“Al Shum Mah?” — What is this for?
As we prepare for Pesach, we often focus on the rituals and the story. But the Haggadah quietly asks a deeper question—one we may read past without noticing.
I want to begin with a simple exchange.
In a 1989 interview, jazz legend Miles Davis was asked questions that sounded straightforward:
“Are you happy?” “Do you have enough money?”
Each time, he answered the same way:
“Happy about what?” “Enough… for what?”
He wasn’t being evasive. He was exposing something deeper.
Words like happy and enough sound meaningful, but they don’t mean much until you ask: What are they for?
Then Miles Davis was asked something different:
“If you couldn’t perform for people, would you still be a musician?”
He answered without hesitation:
“Sure. I hear music all the time. I’m hearing it right now.”
He didn’t need a Carnegie Hall performance. He didn’t need an audience or recognition. Music was who he was.
He added something even more revealing: he’s happy when he learns something new. He described something he had just discovered the night before. At that point, his face lit up, and he spoke about how he couldn’t wait to try it out.
Happiness, for him, was being connected to what was essential.
So, when he asked the interviewer, “For what?”, he wasn’t trying to be glib. He was saying, in his way, that happiness, success, and wealth don’t mean much unless they’re connected to something real.
I was reminded of these questions by a story I recently heard.
A Chabad rabbi was on a flight and offered a fellow Jew the opportunity to put on tefillin.
He knew what tefillin were and what they meant. In fact, he said his father would have been proud.
He declined because there were people around. They might see it. He was afraid.
The rabbi gently challenged him: “Look at me. It’s obvious who I am. If I’m not afraid, why should you be?”
But the man did not move. His fear was real.
If you had asked that man, “Are you free?,” he would almost certainly have said yes.
And yet, in that moment, something was missing.
He wasn’t able to live as who he really was.
And that brings us to the Seder.
We say that the Jewish people left Egypt and became free.

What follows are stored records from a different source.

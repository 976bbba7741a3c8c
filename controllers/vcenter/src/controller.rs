//! Main controller implementation.
//!
//! This module contains the `Controller` struct that runs one operation of
//! one configuration controller against a vCenter:
//! - `get`: read the current configuration
//! - `set`: apply a desired configuration
//! - `check_compliance`: compare current against desired and report drift
//! - `remediate`: apply the desired configuration only when drift is found

use crate::compliance::{failed_drift_response, DriftContext};
use crate::config::ControllerConfig;
use crate::error::ControllerError;
use crate::reconciler::appliance::{ApplianceController, BACKUP_SCHEDULE, DNS, NTP, SYSLOG};
use crate::reconciler::cluster_config::ClusterConfigController;
use crate::reconciler::vc_profile::VcProfileController;
use crate::reconciler::{ConfigController, Reconciler, ERROR_SOURCE_TYPE};
use drift_spec::{ComplianceResponse, ErrorSource, GetResponse, RemediateResponse, SetResponse};
use serde::Serialize;
use serde_json::Value;
use std::fmt;
use std::str::FromStr;
use tracing::{error, info};
use vcenter_client::{VcenterClient, SESSION_PATH};

/// Configuration controllers this binary can run
#[derive(Debug, Clone, Copy, PartialEq, Eq)]
pub enum ControllerKind {
    VcProfile,
    ClusterConfig,
    Dns,
    Ntp,
    Syslog,
    BackupSchedule,
}

impl ControllerKind {
    pub fn as_str(&self) -> &'static str {
        match self {
            ControllerKind::VcProfile => "vc_profile",
            ControllerKind::ClusterConfig => "cluster_config",
            ControllerKind::Dns => "dns",
            ControllerKind::Ntp => "ntp",
            ControllerKind::Syslog => "syslog",
            ControllerKind::BackupSchedule => "backup_schedule",
        }
    }

    /// Build the controller; `cluster_config` needs a cluster id
    pub fn build(self, cluster_id: Option<&str>) -> Result<Box<dyn ConfigController>, ControllerError> {
        Ok(match self {
            ControllerKind::VcProfile => Box::new(VcProfileController),
            ControllerKind::ClusterConfig => {
                let cluster_id = cluster_id.ok_or_else(|| {
                    ControllerError::InvalidConfig("cluster_config requires a cluster id".to_string())
                })?;
                Box::new(ClusterConfigController::new(cluster_id))
            }
            ControllerKind::Dns => Box::new(ApplianceController::new(&DNS)),
            ControllerKind::Ntp => Box::new(ApplianceController::new(&NTP)),
            ControllerKind::Syslog => Box::new(ApplianceController::new(&SYSLOG)),
            ControllerKind::BackupSchedule => Box::new(ApplianceController::new(&BACKUP_SCHEDULE)),
        })
    }
}

impl FromStr for ControllerKind {
    type Err = ControllerError;

    fn from_str(s: &str) -> Result<Self, Self::Err> {
        match s.to_ascii_lowercase().as_str() {
            "vc_profile" => Ok(ControllerKind::VcProfile),
            "cluster_config" => Ok(ControllerKind::ClusterConfig),
            "dns" => Ok(ControllerKind::Dns),
            "ntp" => Ok(ControllerKind::Ntp),
            "syslog" => Ok(ControllerKind::Syslog),
            "backup_schedule" => Ok(ControllerKind::BackupSchedule),
            other => Err(ControllerError::UnsupportedController(other.to_string())),
        }
    }
}

impl fmt::Display for ControllerKind {
    fn fmt(&self, f: &mut fmt::Formatter<'_>) -> fmt::Result {
        f.write_str(self.as_str())
    }
}

/// Controller operations
#[derive(Debug, Clone, Copy, PartialEq, Eq)]
pub enum Operation {
    Get,
    Set,
    CheckCompliance,
    Remediate,
}

impl Operation {
    pub fn as_str(&self) -> &'static str {
        match self {
            Operation::Get => "get",
            Operation::Set => "set",
            Operation::CheckCompliance => "check_compliance",
            Operation::Remediate => "remediate",
        }
    }

    /// Whether the operation needs a desired spec (`get` only takes an optional template)
    pub fn requires_desired(&self) -> bool {
        !matches!(self, Operation::Get)
    }
}

impl FromStr for Operation {
    type Err = ControllerError;

    fn from_str(s: &str) -> Result<Self, Self::Err> {
        match s.to_ascii_lowercase().as_str() {
            "get" => Ok(Operation::Get),
            "set" => Ok(Operation::Set),
            "check_compliance" => Ok(Operation::CheckCompliance),
            "remediate" => Ok(Operation::Remediate),
            other => Err(ControllerError::UnsupportedOperation(other.to_string())),
        }
    }
}

impl fmt::Display for Operation {
    fn fmt(&self, f: &mut fmt::Formatter<'_>) -> fmt::Result {
        f.write_str(self.as_str())
    }
}

/// Response of whichever operation was run
#[derive(Debug, Clone, PartialEq, Serialize)]
#[serde(untagged)]
pub enum OperationOutput {
    Get(GetResponse),
    Set(SetResponse),
    Compliance(ComplianceResponse),
    Remediate(RemediateResponse),
}

impl OperationOutput {
    /// Output of `operation` when it could not run at all
    pub fn failed(operation: Operation, ctx: DriftContext, error: &ControllerError) -> Self {
        match operation {
            Operation::Get => OperationOutput::Get(GetResponse::failed(error.to_string())),
            Operation::Set => OperationOutput::Set(SetResponse::failed(vec![error.to_string()])),
            Operation::CheckCompliance => {
                OperationOutput::Compliance(ComplianceResponse::from(failed_drift_response(ctx, error)))
            }
            Operation::Remediate => OperationOutput::Remediate(RemediateResponse::failed(vec![error.to_string()])),
        }
    }
}

/// Runs controller operations against one vCenter
pub struct Controller {
    reconciler: Reconciler,
    controller: Box<dyn ConfigController>,
}

impl Controller {
    pub fn new(reconciler: Reconciler, controller: Box<dyn ConfigController>) -> Self {
        Self { reconciler, controller }
    }

    /// Run `operation`; `desired` is the desired spec, or the template for `get`
    pub async fn execute(&self, operation: Operation, desired: Option<&Value>) -> Result<OperationOutput, ControllerError> {
        info!(
            "Running {} {} on {}",
            self.controller.name(),
            operation,
            self.reconciler.hostname()
        );

        let reconciler = &self.reconciler;
        Ok(match (operation, desired) {
            (Operation::Get, template) => OperationOutput::Get(self.controller.get(reconciler, template).await),
            (_, None) => {
                return Err(ControllerError::Validation(format!("{} requires a desired spec", operation)));
            }
            (Operation::Set, Some(desired)) => OperationOutput::Set(self.controller.set(reconciler, desired).await),
            (Operation::CheckCompliance, Some(desired)) => {
                OperationOutput::Compliance(self.controller.check_compliance(reconciler, desired).await)
            }
            (Operation::Remediate, Some(desired)) => {
                OperationOutput::Remediate(self.controller.remediate(reconciler, desired).await)
            }
        })
    }

    /// Release the vCenter session
    pub async fn close(&self) {
        self.reconciler.close().await;
    }
}

/// Connect, run the configured operation and disconnect
///
/// A failure to reach vCenter is reported in the operation's output.
/// Only configuration problems are returned as errors.
pub async fn run(config: &ControllerConfig, desired: Option<&Value>) -> Result<OperationOutput, ControllerError> {
    let configuration = config.controller.build(config.cluster_id.as_deref())?;
    if config.operation.requires_desired() && desired.is_none() {
        return Err(ControllerError::InvalidConfig(format!(
            "{} requires a desired spec",
            config.operation
        )));
    }

    let client = match VcenterClient::connect(&config.context).await {
        Ok(client) => client,
        Err(e) => {
            error!("Failed to connect to {}: {}", config.context.hostname, e);
            let hostname = config.context.hostname.clone();
            let ctx = DriftContext::new(
                configuration.name(),
                configuration.target(&hostname),
                ErrorSource::new(ERROR_SOURCE_TYPE, Some(hostname.clone())).with_endpoint(SESSION_PATH),
            )
            .with_description(configuration.description());
            return Ok(OperationOutput::failed(config.operation, ctx, &ControllerError::from(e)));
        }
    };

    let controller = Controller::new(
        Reconciler::new(client, config.poll_interval, config.task_timeout),
        configuration,
    );
    let output = controller.execute(config.operation, desired).await;
    controller.close().await;
    output
}

#[cfg(test)]
mod tests {
    use super::*;
    use crate::test_utils::*;
    use drift_spec::{ComplianceStatus, RemediateStatus, Target};
    use serde_json::json;

    #[test]
    fn test_controller_kind_round_trip() {
        for name in ["vc_profile", "cluster_config", "dns", "ntp", "syslog", "backup_schedule"] {
            let kind: ControllerKind = name.parse().unwrap();
            assert_eq!(kind.to_string(), name);
        }
        assert!(matches!(
            "firewall".parse::<ControllerKind>(),
            Err(ControllerError::UnsupportedController(_))
        ));
    }

    #[test]
    fn test_operation_parsing() {
        assert_eq!("CHECK_COMPLIANCE".parse::<Operation>().unwrap(), Operation::CheckCompliance);
        assert!(!Operation::Get.requires_desired());
        assert!(Operation::Remediate.requires_desired());
        assert!(matches!("delete".parse::<Operation>(), Err(ControllerError::UnsupportedOperation(_))));
    }

    #[test]
    fn test_cluster_controller_needs_cluster_id() {
        assert!(ControllerKind::ClusterConfig.build(None).is_err());
        let controller = ControllerKind::ClusterConfig.build(Some("domain-c8")).unwrap();
        assert_eq!(controller.target("vc"), Target::cluster("vc", "domain-c8"));
    }

    #[tokio::test]
    async fn test_execute_check_compliance_output() {
        let (client, reconciler) = create_test_reconciler();
        client.set_document("/api/appliance/ntp", json!(["time1.example.com"]));
        let controller = Controller::new(reconciler, ControllerKind::Ntp.build(None).unwrap());

        let output = controller
            .execute(Operation::CheckCompliance, Some(&json!(["time1.example.com"])))
            .await
            .unwrap();

        let value = serde_json::to_value(&output).unwrap();
        assert_eq!(value["status"], "COMPLIANT");
        assert_eq!(value["result"]["schema_version"], "1.0-DRAFT");
        assert_eq!(value["result"]["target"], json!({"hostname": TEST_HOSTNAME, "type": "vcenter"}));
    }

    #[tokio::test]
    async fn test_execute_set_without_desired_is_rejected() {
        let (client, reconciler) = create_test_reconciler();
        let controller = Controller::new(reconciler, ControllerKind::Dns.build(None).unwrap());

        let error = controller.execute(Operation::Set, None).await.unwrap_err();

        assert!(matches!(error, ControllerError::Validation(_)));
        assert!(client.requests().is_empty());
    }

    #[test]
    fn test_failed_output_per_operation() {
        let ctx = DriftContext::new("dns", Target::vcenter("vc"), ErrorSource::new("vcenter", Some("vc".to_string())));
        let error = ControllerError::Transport(vcenter_client::VcenterError::Api("unreachable".to_string()));

        match OperationOutput::failed(Operation::CheckCompliance, ctx.clone(), &error) {
            OperationOutput::Compliance(response) => {
                assert_eq!(response.status, ComplianceStatus::Failed);
                assert!(response.message.is_some());
            }
            other => panic!("unexpected output: {:?}", other),
        }
        match OperationOutput::failed(Operation::Remediate, ctx, &error) {
            OperationOutput::Remediate(response) => assert_eq!(response.status, RemediateStatus::Failed),
            other => panic!("unexpected output: {:?}", other),
        }
    }
}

The Haggadah then quietly asks a question we often rush past:
“על שום מה” (Al Shum Mah) — What is this for?
We ask it about the Pesach offering, the matzah, and the maror.
And we answer historically:
The Pesach is because G-d passed over the houses
The matzah is because the dough did not rise
The maror is because life was bitter
But these answers don’t fully explain why we’re doing this now. What is this for?
Throughout the Haggadah, questions abound.
The children ask questions, each in their own way. The rabbis debate the plagues, expanding and re-examining the experience. We all sing Dayenu, “it would have been enough.”
The Haggadah tells us:
“In every generation, a person must see themselves as if they left Egypt.”
This is more than historical memory. It’s a lived experience.
And if that is the goal, then everything changes. It becomes a story about uncovering something within us.
We remove what constrains us and ask:
What is essential? Who am I at my core? What is this all for?
If freedom simply means that no one is forcing you, then many people are free.
But if freedom means the ability to live openly, honestly, and fully as who you are, then the question “Al Shum Mah” is much deeper.
That is why the Seder does not end with more explanations and Talmudic discourse. It ends with singing Hallel.
When the Jewish people experienced Exodus and miraculously crossed through the sea, it was a time to sing.
So, too, when we really experience the Seder and attach ourselves to prior generations, we are ready to sing.
And that may be the final answer to the question:
“Al Shum Mah?” — What is this for?
It is for the moment when the story becomes real enough to reconnect us to who we are.